[JURIST] The US Court of Appeals for the Ninth Circuit on Monday ruled against [opinion, PDF] a Humanitarian Law Project (HLP) [advocacy website] challenge to former President George W. Bush's Executive Order 13224 [Treasury materials], which prohibits unlicensed US groups and individuals from providing services to certain terrorist organizations designated by the government. The HLP wanted to aid the Kurdistan Worker’s Party (PKK) and the Liberation Tigers of Tamil Elam (LTTE) [CFR backgrounders], but feared being designated a terrorist organization itself. The HLP then challenged the Executive Order and its supporting regulations, the International Emergency Economic Powers Act (IEEPA) and the United Nations Participation Act (UNPA) [texts, PDF] on First and Fifth Amendment [text] grounds. The Ninth Circuit affirmed the lower court's holding that the HLP lacked standing despite its self-censorship, as well as its ruling that the Order's ban on "services" to terrorist organizations was not unconstitutionally vague. Judge Pregerson dissented in part, commenting,
no case holds that the standing analysis used in the First Amendment context requires that the challenged statute must on its face implicate First Amendment rights….The government [asserts] that the term “services” does not reach independent advocacy. I doubt whether such expressed intentions and representations…could assuage the reasonable fears of entities who stand to have all their assets frozen.

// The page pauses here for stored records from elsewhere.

use std::collections::BTreeMap;

use serde::{Deserialize, Serialize};
use serde_json::Value;

use crate::catalog::brand::{BrandConfig, validate_brand};
use crate::catalog::template::{TemplateCatalog, TemplateDefinition};
use crate::foundation::error::{EditorError, EditorResult};

/// Body of a generate call. The brand stays raw JSON until validated.
#[derive(Clone, Debug, PartialEq, Serialize, Deserialize)]
#[serde(rename_all = "camelCase")]
pub struct GenerateRequest {
    pub template_id: String,
    pub brand: Value,
    #[serde(default)]
    pub variables: BTreeMap<String, String>,
}

impl GenerateRequest {
    /// Parse a request body.
    pub fn from_json(value: &Value) -> EditorResult<Self> {
        serde_json::from_value(value.clone())
            .map_err(|e| EditorError::validation(format!("parse generate request: {e}")))
    }
}

/// Everything a client needs to render the template itself.
#[derive(Clone, Debug, PartialEq, Serialize, Deserialize)]
#[serde(rename_all = "camelCase")]
pub struct GenerateResponse {
    pub template_id: String,
    pub brand: BrandConfig,
    /// Caller variables merged over the template's defaults.
    pub variables: BTreeMap<String, String>,
    pub template: TemplateDefinition,
}

/// Validate a generate request against the catalog. No rendering happens here.
///
/// Brand schema violations are reported before the template lookup, matching the order the API
/// checks them in.
pub fn generate(catalog: &TemplateCatalog, request: &GenerateRequest) -> EditorResult<GenerateResponse> {
    let brand = validate_brand(&request.brand).map_err(EditorError::BrandInvalid)?;
    let template = catalog.get(&request.template_id)?;
    let variables = template.resolve_variables(&request.variables)?;

    Ok(GenerateResponse {
        template_id: request.template_id.clone(),
        brand,
        variables,
        template: template.clone(),
    })
}
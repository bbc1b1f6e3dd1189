//! Template baking: render off-screen, then install the capture as the locked background.

pub mod pipeline;
pub mod renderer;
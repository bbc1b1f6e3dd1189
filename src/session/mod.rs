//! Editor session context and toolbar actions.

pub mod editor;
pub mod toolbar;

In June, an American Civil Liberties Union (ACLU) report [text, PDF; JURIST report] stated that US anti-terrorism laws target Muslims and "impose guilt by association…in violation both of their First and Fifth Amendment rights and international law." The report asserted that the rights violations began after the release of Executive Order 13224. Last November, the US District Court for the District of Oregon ruled [JURIST report] that the US Treasury Department's freezing of the assets of the now-defunct Al-Haramain Islamic Foundation [JURIST news archive] under color of Executive Order 13224 violated the organization's due processes rights because it failed to provide any basis for designating it a "Specially Designated Global Terrorist" organization.